* _Task data_
::::::::

use eframe::egui::Color32;

use crate::models::{Position, PositionSide};

const LONG_COLOR: Color32 = Color32::from_rgb(0x00, 0xCC, 0x88);
const SHORT_COLOR: Color32 = Color32::from_rgb(0xFF, 0x44, 0x44);
const UNKNOWN_COLOR: Color32 = Color32::GRAY;

pub fn side_color(side: PositionSide) -> Color32 {
    match side {
        PositionSide::Long => LONG_COLOR,
        PositionSide::Short => SHORT_COLOR,
        PositionSide::Unknown => UNKNOWN_COLOR,
    }
}

/// Bars of one side: `(symbol slot, summed size)`
#[derive(Debug, Clone, PartialEq)]
pub struct SideBars {
    pub side: PositionSide,
    pub color: Color32,
    pub bars: Vec<(usize, f64)>,
}

/// Position sizes per symbol, grouped by side
#[derive(Debug, Clone, PartialEq)]
pub struct PositionBars {
    /// X-axis slots in first-seen order
    pub symbols: Vec<String>,
    /// Long first, then short; sides without positions are omitted
    pub groups: Vec<SideBars>,
}

impl PositionBars {
    pub fn from_positions(positions: &[Position]) -> Self {
        let mut symbols: Vec<String> = Vec::new();
        let mut groups: Vec<SideBars> = [PositionSide::Long, PositionSide::Short]
            .into_iter()
            .map(|side| SideBars { side, color: side_color(side), bars: Vec::new() })
            .collect();

        for position in positions {
            // unknown sides stay in the table but get no bar
            let Some(group) = groups.iter_mut().find(|g| g.side == position.side) else {
                continue;
            };

            let slot = match symbols.iter().position(|s| *s == position.symbol) {
                Some(slot) => slot,
                None => {
                    symbols.push(position.symbol.clone());
                    symbols.len() - 1
                }
            };
            match group.bars.iter_mut().find(|(s, _)| *s == slot) {
                Some((_, size)) => *size += position.size,
                None => group.bars.push((slot, position.size)),
            }
        }

        groups.retain(|g| !g.bars.is_empty());
        Self { symbols, groups }
    }

    #[cfg(test)]
    pub fn is_empty(&self) -> bool {
        self.groups.is_empty()
    }
}

#[cfg(test)]
mod tests {
    use super::*;
    use crate::ui::data::fixtures::position;

    #[test]
    fn test_grouped_by_side_with_fixed_colors() {
        let positions = vec![
            position("BTC-USD", PositionSide::Long, 0.5),
            position("BTC-PERP", PositionSide::Short, 0.5),
            position("ETH-USD", PositionSide::Long, 2.0),
        ];

        let chart = PositionBars::from_positions(&positions);

        assert_eq!(chart.symbols, vec!["BTC-USD", "BTC-PERP", "ETH-USD"]);
        assert_eq!(chart.groups.len(), 2);

        let long = &chart.groups[0];
        assert_eq!(long.side, PositionSide::Long);
        assert_eq!(long.color, Color32::from_rgb(0x00, 0xCC, 0x88));
        assert_eq!(long.bars, vec![(0, 0.5), (2, 2.0)]);

        let short = &chart.groups[1];
        assert_eq!(short.side, PositionSide::Short);
        assert_eq!(short.color, Color32::from_rgb(0xFF, 0x44, 0x44));
        assert_eq!(short.bars, vec![(1, 0.5)]);
    }

    #[test]
    fn test_same_symbol_and_side_is_summed() {
        let positions = vec![
            position("SOL-USD", PositionSide::Short, 1.0),
            position("SOL-USD", PositionSide::Short, 1.5),
        ];

        let chart = PositionBars::from_positions(&positions);

        assert_eq!(chart.groups.len(), 1);
        assert_eq!(chart.groups[0].side, PositionSide::Short);
        assert_eq!(chart.groups[0].bars, vec![(0, 2.5)]);
    }

    #[test]
    fn test_unknown_side_gets_no_bar() {
        let positions = vec![
            position("XRP-USD", PositionSide::Unknown, 10.0),
            position("BTC-USD", PositionSide::Long, 0.5),
        ];

        let chart = PositionBars::from_positions(&positions);

        assert_eq!(chart.symbols, vec!["BTC-USD"]);
        assert_eq!(chart.groups.len(), 1);
        assert_eq!(chart.groups[0].bars, vec![(0, 0.5)]);
    }

    #[test]
    fn test_no_positions() {
        assert!(PositionBars::from_positions(&[]).is_empty());
    }
}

::::::::

* _What the task requires_
Nothing but the exact lines from the start of the material through the line holding "but get no bar", both included, belongs in the answer.

* _Your solution_
use eframe::egui::Color32;

use crate::models::{Position, PositionSide};

const LONG_COLOR: Color32 = Color32::from_rgb(0x00, 0xCC, 0x88);
const SHORT_COLOR: Color32 = Color32::from_rgb(0xFF, 0x44, 0x44);
const UNKNOWN_COLOR: Color32 = Color32::GRAY;

pub fn side_color(side: PositionSide) -> Color32 {
    match side {
        PositionSide::Long => LONG_COLOR,
        PositionSide::Short => SHORT_COLOR,
        PositionSide::Unknown => UNKNOWN_COLOR,
    }
}

/// Bars of one side: `(symbol slot, summed size)`
#[derive(Debug, Clone, PartialEq)]
pub struct SideBars {
    pub side: PositionSide,
    pub color: Color32,
    pub bars: Vec<(usize, f64)>,
}

/// Position sizes per symbol, grouped by side
#[derive(Debug, Clone, PartialEq)]
pub struct PositionBars {
    /// X-axis slots in first-seen order
    pub symbols: Vec<String>,
    /// Long first, then short; sides without positions are omitted
    pub groups: Vec<SideBars>,
}

impl PositionBars {
    pub fn from_positions(positions: &[Position]) -> Self {
        let mut symbols: Vec<String> = Vec::new();
        let mut groups: Vec<SideBars> = [PositionSide::Long, PositionSide::Short]
            .into_iter()
            .map(|side| SideBars { side, color: side_color(side), bars: Vec::new() })
            .collect();

        for position in positions {
            // unknown sides stay in the table but get no bar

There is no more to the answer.